THE RECORDS

//! Built-in rules.
//!
//! Every rule is a small type implementing [`Check`](crate::Check), built
//! from the string parameters of its factory string. Unless documented
//! otherwise a rule passes when the value is missing or `null`, leaving
//! absence to `required` and `present`.
//!
//! | Family      | Rules                                                                  |
//! |-------------|------------------------------------------------------------------------|
//! | presence    | `present`, `notblank`, `required`                                      |
//! | types       | `array`, `boolean`, `numeric`, `integer`                               |
//! | string      | `alpha`, `alphanum`, `slug`, `regex`                                   |
//! | network     | `email`, `ip`, `url`, `urlactive`                                      |
//! | numeric     | `min`, `max`, `between`                                                |
//! | comparison  | `equals`, `different`, `in`, `notin`, `accepted`, `notaccepted`        |
//! | date        | `date`, `dateformat`, `dateafter`, `datebefore`, `datebetween`, `birthday` |
//! | file        | `file`, `extension`, `mimetype`, `size`                                |
//! | collection  | `havedifferent`, `havesame`                                            |

pub mod comparison;
pub mod date;
pub mod distinct;
pub mod file;
pub mod network;
pub mod numeric;
pub mod presence;
pub mod string;
pub mod types;

pub use comparison::{Accepted, Different, Equals, In, NotAccepted, NotIn};
pub use date::{Birthday, Date, DateAfter, DateBefore, DateBetween, DateFormat};
pub use distinct::{HaveDifferent, HaveSame};
pub use file::{Extension, File, MimeType, Size};
pub use network::{Email, HostResolver, Ip, SystemResolver, Url, UrlActive};
pub use numeric::{Between, Max, Min};
pub use presence::{NotBlank, Present, Required};
pub use string::{Alpha, AlphaNum, Regex, Slug};
pub use types::{Array, Boolean, Integer, Numeric};

use crate::error::{ConfigError, Failure, RuleResult};
use crate::parser::RuleFactories;

/// Registers every built-in rule.
pub(crate) fn register(factories: &mut RuleFactories) {
    factories.register("present", |_| Ok(Present));
    factories.register("notblank", |_| Ok(NotBlank));
    factories.register("required", |_| Ok(Required));

    factories.register("array", |_| Ok(Array));
    factories.register("boolean", |_| Ok(Boolean));
    factories.register("numeric", |_| Ok(Numeric));
    factories.register("integer", |_| Ok(Integer));

    factories.register("alpha", |_| Ok(Alpha));
    factories.register("alphanum", |_| Ok(AlphaNum));
    factories.register("slug", |_| Ok(Slug));
    factories.register_unsplit("regex", Regex::from_params);

    factories.register("email", |_| Ok(Email));
    factories.register("ip", |_| Ok(Ip));
    factories.register("url", |_| Ok(Url));
    factories.register("urlactive", |_| Ok(UrlActive::default()));

    factories.register("min", Min::from_params);
    factories.register("max", Max::from_params);
    factories.register("between", Between::from_params);

    factories.register("equals", Equals::from_params);
    factories.register("different", Different::from_params);
    factories.register("in", In::from_params);
    factories.register("notin", NotIn::from_params);
    factories.register("accepted", |_| Ok(Accepted));
    factories.register("notaccepted", |_| Ok(NotAccepted));

    factories.register("date", |_| Ok(Date));
    factories.register_unsplit("dateformat", DateFormat::from_params);
    factories.register("dateafter", DateAfter::from_params);
    factories.register("datebefore", DateBefore::from_params);
    factories.register("datebetween", DateBetween::from_params);
    factories.register("birthday", Birthday::from_params);

    factories.register("file", |_| Ok(File));
    factories.register("extension", Extension::from_params);
    factories.register("mimetype", MimeType::from_params);
    factories.register("size", Size::from_params);

    factories.register("havedifferent", HaveDifferent::from_params);
    factories.register("havesame", HaveSame::from_params);
}

// ============================================================================
// HELPERS
// ============================================================================

/// Fails with `failure` unless `ok`.
pub(crate) fn ensure(ok: bool, failure: impl FnOnce() -> Failure) -> RuleResult {
    if ok { Ok(()) } else { Err(failure().into()) }
}

/// Fails without parameters unless `ok`.
pub(crate) fn ensure_plain(ok: bool) -> RuleResult {
    ensure(ok, Failure::new)
}

/// Returns the single parameter of `rule`.
pub(crate) fn single_param<'a>(rule: &str, params: &'a [String]) -> Result<&'a str, ConfigError> {
    match params {
        [param] => Ok(param.as_str()),
        _ => Err(ConfigError::invalid_parameter(
            rule,
            format!("expected exactly one parameter, got {}", params.len()),
        )),
    }
}

/// Returns both parameters of a two-parameter rule.
pub(crate) fn two_params<'a>(
    rule: &str,
    params: &'a [String],
) -> Result<(&'a str, &'a str), ConfigError> {
    match params {
        [first, second] => Ok((first.as_str(), second.as_str())),
        _ => Err(ConfigError::invalid_parameter(
            rule,
            format!("expected exactly two parameters, got {}", params.len()),
        )),
    }
}

/// Returns a non-empty parameter list.
pub(crate) fn non_empty_params(rule: &str, params: &[String]) -> Result<Vec<String>, ConfigError> {
    let params: Vec<String> = params.iter().filter(|p| !p.is_empty()).cloned().collect();
    if params.is_empty() {
        return Err(ConfigError::invalid_parameter(
            rule,
            "expected at least one parameter",
        ));
    }
    Ok(params)
}

/// Rejoins parameters split on `,`, for rules whose single argument may
/// contain commas (patterns, formats).
pub(crate) fn joined_param(rule: &str, params: &[String]) -> Result<String, ConfigError> {
    let joined = params.join(",");
    if joined.is_empty() {
        return Err(ConfigError::invalid_parameter(rule, "expected a parameter"));
    }
    Ok(joined)
}

#[cfg(test)]
pub(crate) mod testing {
    use crate::error::{RuleError, RuleResult};
    use crate::rule::{Check, RuleContext};
    use crate::value::Value;

    /// Runs `check` on `input[key]`.
    pub fn run(check: &impl Check, key: &str, input: &Value) -> RuleResult {
        let ctx = RuleContext::new(key, input.get(key), input, input);
        check.check(&ctx)
    }

    /// Runs `check` on a single value stored under `"field"`.
    pub fn run_value(check: &impl Check, value: impl Into<Value>) -> RuleResult {
        let value: Value = value.into();
        let input: Value = [("field", value)].into_iter().collect();
        run(check, "field", &input)
    }

    pub fn passes(check: &impl Check, value: impl Into<Value>) -> bool {
        run_value(check, value).is_ok()
    }

    pub fn fails(check: &impl Check, value: impl Into<Value>) -> bool {
        matches!(run_value(check, value), Err(RuleError::Failed(_)))
    }

    pub fn misapplied(check: &impl Check, value: impl Into<Value>) -> bool {
        matches!(run_value(check, value), Err(RuleError::Config(_)))
    }

    /// Runs `check` on a missing key.
    pub fn run_missing(check: &impl Check) -> RuleResult {
        run(check, "field", &Value::Object(indexmap::IndexMap::new()))
    }
}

AIM OF THE TASK
Search each line of the listing for the word "Runs", then state how many lines contain it and nothing else.

RESPONSE TO THE TASK
3